WUD. Comment en êtes-vous venu à étudier cette « gestionnite » en santé ?

AO. J’ai commencé par le secteur des allocations familiales. Et puis les méthodes mises en œuvre à la caisse d’allocations familiales se sont étendues à la santé dans les années 90. C’est là que j’en suis venu à étudier l’informatisation à l’assurance maladie. Dans L’Esprit gestionnaire (paru en 1995, ndlr), je décrivais le sens de la démarche qui se mettait en place. Vingt ans plus tard, on y est.

WUD. Comment ça se traduit ?

AO. En médecine de ville, ça a consisté à encadrer l’activité des libéraux, avec la codification des actes et des pathologies. J’ai observé les négociations : les médecins n’en voulaient pas parce qu‘ils savaient que ça allait ruiner la médecine libérale. Il y a eu le même processus à l’hôpital, avec l’introduction du PMSI (programme de médicalisation des systèmes d’information, ndlr), préalable à la tarification à l’activité.

WUD. Cet esprit gestionnaire est-il contradictoire avec le soin ?

AO. En tout cas, la médecine a ceci de particulier qu’elle traite de la vie et de la mort. Est-ce qu’on peut dire, comme en Angleterre, que quelqu’un qui souffre des reins à 70 ans ne doit pas avoir une dialyse parce que ce n’est pas rentable ? Lors des négociations sur la codification des actes, les médecins disaient aux énarques : si vous assumez la charge juridique au cas où le patient meurt, alors on accepte de le faire…

WUD. Parce que la vie et la mort ne sont pas quantifiables ?
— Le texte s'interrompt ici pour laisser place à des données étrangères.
use serde::{Deserialize, Serialize};
use std::fmt;
use std::str::FromStr;

use super::work_item::WorkItem;

pub const MAX_SPRINT_NAME_LEN: usize = 45;
pub const MAX_RELEASE_VERSION_LEN: usize = 50;

#[derive(Debug, Clone, PartialEq, Serialize, Deserialize)]
#[serde(rename_all = "camelCase")]
pub struct Sprint {
    pub name: String,
    pub description: String,
    pub start_date: Option<String>,
    pub end_date: Option<String>,
    pub tasks: Vec<WorkItem>,
}

#[derive(Debug, Clone, PartialEq, Serialize, Deserialize)]
#[serde(rename_all = "camelCase")]
pub struct Release {
    pub version: String,
    pub description: String,
    pub start_date: Option<String>,
    pub release_date: Option<String>,
    pub tasks: Vec<WorkItem>,
}

/// Top-level layout. Exactly one of `tasks`, `sprints`, `releases` appears on the wire.
#[derive(Debug, Clone, PartialEq, Serialize, Deserialize)]
#[serde(untagged)]
pub enum Board {
    Sprints { sprints: Vec<Sprint> },
    Releases { releases: Vec<Release> },
    Tasks { tasks: Vec<WorkItem> },
}

#[derive(Debug, Clone, PartialEq, Serialize, Deserialize)]
pub struct Project {
    #[serde(default, skip_serializing_if = "Option::is_none")]
    pub project_name: Option<String>,
    #[serde(flatten)]
    pub board: Board,
}

#[derive(Debug, Clone, Copy, PartialEq, Eq, Hash, Serialize, Deserialize)]
pub enum ProjectType {
    TaskOnly,
    Scrum,
    Kanban,
}

impl ProjectType {
    pub fn as_str(&self) -> &'static str {
        match self {
            ProjectType::TaskOnly => "TaskOnly",
            ProjectType::Scrum => "Scrum",
            ProjectType::Kanban => "Kanban",
        }
    }

    /// Wire key holding the layout for this project type.
    pub fn layout_key(&self) -> &'static str {
        match self {
            ProjectType::TaskOnly => "tasks",
            ProjectType::Scrum => "sprints",
            ProjectType::Kanban => "releases",
        }
    }
}

impl fmt::Display for ProjectType {
    fn fmt(&self, f: &mut fmt::Formatter<'_>) -> fmt::Result {
        f.write_str(self.as_str())
    }
}

impl FromStr for ProjectType {
    type Err = String;

    fn from_str(s: &str) -> Result<Self, Self::Err> {
        match s.trim().to_ascii_lowercase().as_str() {
            "scrum" => Ok(ProjectType::Scrum),
            "kanban" => Ok(ProjectType::Kanban),
            "tasks" | "taskonly" | "task-only" => Ok(ProjectType::TaskOnly),
            other => Err(format!(
                "unknown project type '{other}' (expected scrum, kanban or tasks)"
            )),
        }
    }
}

impl Board {
    pub fn project_type(&self) -> ProjectType {
        match self {
            Board::Tasks { .. } => ProjectType::TaskOnly,
            Board::Sprints { .. } => ProjectType::Scrum,
            Board::Releases { .. } => ProjectType::Kanban,
        }
    }

    /// Task lists in document order; a task-only board has a single group.
    pub fn groups(&self) -> Vec<&Vec<WorkItem>> {
        match self {
            Board::Tasks { tasks } => vec![tasks],
            Board::Sprints { sprints } => sprints.iter().map(|s| &s.tasks).collect(),
            Board::Releases { releases } => releases.iter().map(|r| &r.tasks).collect(),
        }
    }

    pub fn groups_mut(&mut self) -> Vec<&mut Vec<WorkItem>> {
        match self {
            Board::Tasks { tasks } => vec![tasks],
            Board::Sprints { sprints } => sprints.iter_mut().map(|s| &mut s.tasks).collect(),
            Board::Releases { releases } => releases.iter_mut().map(|r| &mut r.tasks).collect(),
        }
    }

    pub fn group_mut(&mut self, index: usize) -> Option<&mut Vec<WorkItem>> {
        self.groups_mut().into_iter().nth(index)
    }

    /// Sprint name or release version of a group; `None` for a task-only board.
    pub fn group_label(&self, index: usize) -> Option<&str> {
        match self {
            Board::Tasks { .. } => None,
            Board::Sprints { sprints } => sprints.get(index).map(|s| s.name.as_str()),
            Board::Releases { releases } => releases.get(index).map(|r| r.version.as_str()),
        }
    }

    /// Wire path prefix of a group's task list, e.g. `sprints[1].tasks`.
    pub fn group_path(&self, index: usize) -> String {
        match self {
            Board::Tasks { .. } => "tasks".to_string(),
            Board::Sprints { .. } => format!("sprints[{index}].tasks"),
            Board::Releases { .. } => format!("releases[{index}].tasks"),
        }
    }

    pub fn group_count(&self) -> usize {
        match self {
            Board::Tasks { .. } => 1,
            Board::Sprints { sprints } => sprints.len(),
            Board::Releases { releases } => releases.len(),
        }
    }

    /// Find a group by container label (case-insensitive).
    pub fn find_group(&self, label: &str) -> Option<usize> {
        (0..self.group_count()).find(|&i| {
            self.group_label(i)
                .is_some_and(|l| l.trim().eq_ignore_ascii_case(label.trim()))
        })
    }
}

impl Project {
    pub fn project_type(&self) -> ProjectType {
        self.board.project_type()
    }

    pub fn items(&self) -> impl Iterator<Item = &WorkItem> {
        self.board.groups().into_iter().flatten()
    }

    pub fn items_mut(&mut self) -> impl Iterator<Item = &mut WorkItem> {
        self.board.groups_mut().into_iter().flatten()
    }
}

#[cfg(test)]
mod tests {
    use super::*;

    #[test]
    fn deserializes_each_layout() {
        let tasks: Project = serde_json::from_str(r#"{"project_name":"P","tasks":[]}"#).unwrap();
        assert_eq!(tasks.project_type(), ProjectType::TaskOnly);

        let scrum: Project = serde_json::from_str(
            r#"{"project_name":"P","sprints":[{"name":"Sprint 1","description":"d","startDate":null,"endDate":null,"tasks":[]}]}"#,
        )
        .unwrap();
        assert_eq!(scrum.project_type(), ProjectType::Scrum);
        assert_eq!(scrum.board.group_label(0), Some("Sprint 1"));

        let kanban: Project = serde_json::from_str(
            r#"{"project_name":"P","releases":[{"version":"v1.0","description":"d","startDate":null,"releaseDate":null,"tasks":[]}]}"#,
        )
        .unwrap();
        assert_eq!(kanban.project_type(), ProjectType::Kanban);
        assert_eq!(kanban.board.group_path(0), "releases[0].tasks");
    }

    #[test]
    fn serializes_flat_layout_without_missing_name() {
        let project = Project {
            project_name: None,
            board: Board::Tasks { tasks: vec![] },
        };
        let json = serde_json::to_value(&project).unwrap();
        assert_eq!(json, serde_json::json!({ "tasks": [] }));
    }

    #[test]
    fn project_type_from_cli_words() {
        assert_eq!("Scrum".parse::<ProjectType>(), Ok(ProjectType::Scrum));
        assert_eq!("kanban".parse::<ProjectType>(), Ok(ProjectType::Kanban));
        assert_eq!("task-only".parse::<ProjectType>(), Ok(ProjectType::TaskOnly));
        assert!("waterfall".parse::<ProjectType>().is_err());
    }

    #[test]
    fn find_group_by_label() {
        let project: Project = serde_json::from_str(
            r#"{"sprints":[
                {"name":"Sprint 1","description":"","tasks":[]},
                {"name":"Sprint 2","description":"","tasks":[]}
            ]}"#,
        )
        .unwrap();
        assert_eq!(project.board.find_group("sprint 2"), Some(1));
        assert_eq!(project.board.find_group("Sprint 9"), None);
        assert_eq!(project.board.group_count(), 2);
    }
}
use anyhow::{Context, Result};
use serde::Deserialize;
use std::path::{Path, PathBuf};

pub const API_KEY_ENV: &str = "GOOGLE_GENAI_API_KEY";

#[derive(Debug, Deserialize, Default)]
#[serde(default)]
pub struct AppConfig {
    pub oracle: OracleConfig,
    pub documents: DocumentsConfig,
    pub validation: ValidationConfig,
}

#[derive(Debug, Clone, Deserialize)]
#[serde(default)]
pub struct OracleConfig {
    pub api_key: Option<String>,
    pub model: String,
    pub endpoint: String,
    pub timeout_secs: u64,
}

impl Default for OracleConfig {
    fn default() -> Self {
        Self {
            api_key: None,
            model: "gemini-2.5-flash-lite".to_string(),
            endpoint: "https://generativelanguage.googleapis.com/v1beta".to_string(),
            timeout_secs: 120,
        }
    }
}

#[derive(Debug, Clone, Deserialize)]
#[serde(default)]
pub struct DocumentsConfig {
    /// Office suite used for DOCX → PDF conversion.
    pub converter: String,
    pub max_files: usize,
}

impl Default for DocumentsConfig {
    fn default() -> Self {
        Self {
            converter: "libreoffice".to_string(),
            max_files: 5,
        }
    }
}

#[derive(Debug, Clone, Default, Deserialize)]
#[serde(default)]
pub struct ValidationConfig {
    pub strict_mapping: bool,
}

pub fn data_dir() -> PathBuf {
    dirs::home_dir()
        .unwrap_or_else(|| PathBuf::from("."))
        .join(".breakdown")
}

fn config_path() -> PathBuf {
    data_dir().join("config.toml")
}

pub fn load_config() -> Result<AppConfig> {
    let mut config = load_config_from(&config_path())?;
    if let Ok(key) = std::env::var(API_KEY_ENV) {
        if !key.trim().is_empty() {
            config.oracle.api_key = Some(key);
        }
    }
    Ok(config)
}

/// Read a config file; a missing file yields defaults.
pub fn load_config_from(path: &Path) -> Result<AppConfig> {
    if !path.exists() {
        return Ok(AppConfig::default());
    }
    let contents = std::fs::read_to_string(path)
        .with_context(|| format!("Failed to read config from {}", path.display()))?;
    let config: AppConfig = toml::from_str(&contents)
        .with_context(|| format!("Failed to parse {}", path.display()))?;
    Ok(config)
}
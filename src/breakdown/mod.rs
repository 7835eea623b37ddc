//! Consistency engine for generated breakdowns: validation, point mapping,
//! parent aggregation, identity carry-over and edits.

pub mod aggregate;
pub mod edit;
pub mod error;
pub mod mapping;
pub mod reconcile;
pub mod validate;

pub use aggregate::{recalculate_aggregates, total_estimate_hours};
pub use validate::{validate_and_normalize, Validator};
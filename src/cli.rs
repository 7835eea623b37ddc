use std::path::{Path, PathBuf};

use anyhow::{bail, Context, Result};
use serde::Serialize;
use serde_json::Value;

use crate::activity::{self, ActivityEvent, RequestKind};
use crate::breakdown::edit::EditEnvelope;
use crate::breakdown::reconcile::reconcile_with_report;
use crate::breakdown::{recalculate_aggregates, validate_and_normalize, Validator};
use crate::config::{self, AppConfig};
use crate::documents::Stager;
use crate::model::project::ProjectType;
use crate::oracle::gemini::GeminiOracle;
use crate::service::BreakdownService;

const DEFAULT_HISTORY: usize = 20;

#[derive(Debug, Clone, PartialEq)]
pub enum Command {
    Analyze {
        files: Vec<PathBuf>,
        project_type: ProjectType,
        tech_stack: Vec<String>,
        output: Option<PathBuf>,
    },
    Edit {
        previous: PathBuf,
        query: String,
        output: Option<PathBuf>,
    },
    Validate {
        file: PathBuf,
        project_type: Option<ProjectType>,
        strict: bool,
    },
    Reconcile {
        previous: PathBuf,
        new: PathBuf,
    },
    History {
        limit: usize,
    },
    Help,
}

/// Parse the arguments after the program name.
pub fn parse_args(args: &[String]) -> Result<Command> {
    let Some((command, rest)) = args.split_first() else {
        return Ok(Command::Help);
    };
    match command.as_str() {
        "analyze" => parse_analyze(rest),
        "edit" => parse_edit(rest),
        "validate" => parse_validate(rest),
        "reconcile" => match rest {
            [previous, new] => Ok(Command::Reconcile {
                previous: previous.into(),
                new: new.into(),
            }),
            _ => bail!("Usage: breakdown reconcile <previous.json> <new.json>"),
        },
        "history" => parse_history(rest),
        "help" | "-h" | "--help" => Ok(Command::Help),
        other => bail!("Unknown command '{other}'. Run `breakdown help` for usage."),
    }
}

fn flag_value<'a>(args: &'a [String], i: usize, flag: &str) -> Result<&'a str> {
    match args.get(i + 1) {
        Some(value) => Ok(value.as_str()),
        None => bail!("Missing value for {flag}"),
    }
}

fn parse_project_type(raw: &str) -> Result<ProjectType> {
    raw.parse::<ProjectType>().map_err(anyhow::Error::msg)
}

/// Split `"React, Node.js,,"` into `["React", "Node.js"]`.
pub fn parse_tech_stack(raw: &str) -> Vec<String> {
    raw.split(',')
        .map(str::trim)
        .filter(|s| !s.is_empty())
        .map(String::from)
        .collect()
}

fn parse_analyze(args: &[String]) -> Result<Command> {
    let mut files = Vec::new();
    let mut project_type = None;
    let mut tech_stack = Vec::new();
    let mut output = None;
    let mut i = 0;

    while i < args.len() {
        match args[i].as_str() {
            "-t" | "--type" => {
                project_type = Some(parse_project_type(flag_value(args, i, "--type")?)?);
                i += 1;
            }
            "-s" | "--stack" => {
                tech_stack.extend(parse_tech_stack(flag_value(args, i, "--stack")?));
                i += 1;
            }
            "-o" | "--output" => {
                output = Some(PathBuf::from(flag_value(args, i, "--output")?));
                i += 1;
            }
            _ => files.push(PathBuf::from(&args[i])),
        }
        i += 1;
    }

    if files.is_empty() {
        bail!("Usage: breakdown analyze <files...> --type <scrum|kanban|tasks> [--stack \"a,b\"] [-o out.json]");
    }
    let Some(project_type) = project_type else {
        bail!("Missing --type (scrum, kanban or tasks)");
    };
    Ok(Command::Analyze {
        files,
        project_type,
        tech_stack,
        output,
    })
}

fn parse_edit(args: &[String]) -> Result<Command> {
    let mut positional: Vec<&str> = Vec::new();
    let mut output = None;
    let mut i = 0;

    while i < args.len() {
        match args[i].as_str() {
            "-o" | "--output" => {
                output = Some(PathBuf::from(flag_value(args, i, "--output")?));
                i += 1;
            }
            other => positional.push(other),
        }
        i += 1;
    }

    let Some((previous, query)) = positional.split_first() else {
        bail!("Usage: breakdown edit <previous.json> <query...> [-o out.json]");
    };
    let query = query.join(" ");
    if query.trim().is_empty() {
        bail!("Edit query cannot be empty");
    }
    Ok(Command::Edit {
        previous: PathBuf::from(previous),
        query,
        output,
    })
}
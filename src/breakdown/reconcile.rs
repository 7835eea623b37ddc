//! Identity carry-over between two versions of a breakdown.
//!
//! Keys are `(issueType, summary)` for tasks and `(parent summary, summary)`
//! for sub-tasks. Items with equal keys are paired in document order, so the
//! n-th duplicate in the new tree takes the id of the n-th duplicate in the
//! previous tree. Nothing stronger than the key is available, so swapping two
//! duplicates is indistinguishable from keeping them.

use std::collections::{HashMap, VecDeque};

use crate::model::project::Project;
use crate::model::work_item::{IssueType, ItemId};

#[derive(Debug, Clone, PartialEq, Eq, Hash)]
enum IdentityKey {
    Task(IssueType, String),
    SubTask { parent: String, summary: String },
}

#[derive(Debug, Clone, Copy, Default, PartialEq, Eq)]
pub struct ReconcileReport {
    /// Items whose key matched a previous item.
    pub preserved: usize,
    /// Items without a previous counterpart (id is null).
    pub inserted: usize,
    /// Previous items with no counterpart in the new tree.
    pub dropped: usize,
}

pub fn reconcile_identities(previous: &Project, new: Project) -> Project {
    reconcile_with_report(previous, new).0
}

/// Every item in `new` ends up with the id of its key match in `previous`,
/// or null. Ids the new tree arrived with are never trusted on their own.
pub fn reconcile_with_report(previous: &Project, mut new: Project) -> (Project, ReconcileReport) {
    let mut lookup: HashMap<IdentityKey, VecDeque<Option<ItemId>>> = HashMap::new();
    for item in previous.items() {
        lookup
            .entry(IdentityKey::Task(item.issue_type, item.summary.clone()))
            .or_default()
            .push_back(item.id.clone());
        for sub in &item.sub_tasks {
            lookup
                .entry(IdentityKey::SubTask {
                    parent: item.summary.clone(),
                    summary: sub.summary.clone(),
                })
                .or_default()
                .push_back(sub.id.clone());
        }
    }

    let mut report = ReconcileReport::default();
    let mut assign = |key: IdentityKey, summary: &str, slot: &mut Option<ItemId>| {
        match lookup.get_mut(&key).and_then(VecDeque::pop_front) {
            Some(id) => {
                tracing::debug!(summary, id = ?id, "identity preserved");
                *slot = id;
                report.preserved += 1;
            }
            None => {
                if let Some(stale) = slot.take() {
                    tracing::debug!(summary, id = %stale, "no previous counterpart, identity cleared");
                }
                report.inserted += 1;
            }
        }
    };

    for item in new.items_mut() {
        let key = IdentityKey::Task(item.issue_type, item.summary.clone());
        assign(key, &item.summary, &mut item.id);

        for sub in &mut item.sub_tasks {
            let key = IdentityKey::SubTask {
                parent: item.summary.clone(),
                summary: sub.summary.clone(),
            };
            assign(key, &sub.summary, &mut sub.id);
        }
    }

    report.dropped = lookup.values().map(VecDeque::len).sum::<usize>();
    tracing::info!(
        preserved = report.preserved,
        inserted = report.inserted,
        dropped = report.dropped,
        "identities reconciled"
    );
    (new, report)
}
AO. Eh bien oui, parce que ce n’est pas quantifiable. Il y a ce cas très connu d’un économiste qui tapait toute la journée sur la sécu. Et puis il a eu un accident cardiaque, est allé à l’hôpital… et a changé totalement d’avis. (Rire.)

WUD. Donc pour vous, l’esprit gestionnaire est forcément nocif ?

AO. L’informatisation et la quantification du monde social peuvent avoir des effets magnifiques mais le problème c’est qu’elles sont tombées dans une période de restriction budgétaire. Longtemps, l’esprit gestionnaire a été justifié par la question du gaspillage : les responsables de la santé pensaient qu’il y avait 10 milliards par an qui partait pour rien. Ce que leur disent maintenant les hospitaliers, c’est qu’on est arrivés à l’os.

WUD. Existe-t-il un contre-modèle ?

AO. Non, enfin… Le mouvement modernisateur est très lié à l’idée qu’on peut réguler les conduites humaines par le marché et la concurrence. Les contre-modèles ne peuvent venir que de l’organisation générale de la société, et c’est un mouvement long. Or pour l’instant, c’est encore le modèle libéral qui prévaut, même s’il est à bout de souffle. La santé ne fait que s’aligner là-dessus.

WUD. Quelle perspective engageante !

AO. C’est encore ouvert. Si on vous demandait si vous seriez prêt à laisser des personnes mourir faute d’argent, vous diriez non. « T’as pas d’argent donc tu meurs » est une phrase difficile à admettre. À moins d’un saut dans l’inhumanité… Chez nous, il y a une résistance à ça. On est dans un bras de fer entre les gens qui pensent qu’on doit rationaliser la médecine et ceux qui pensent qu’il ne le faut pas.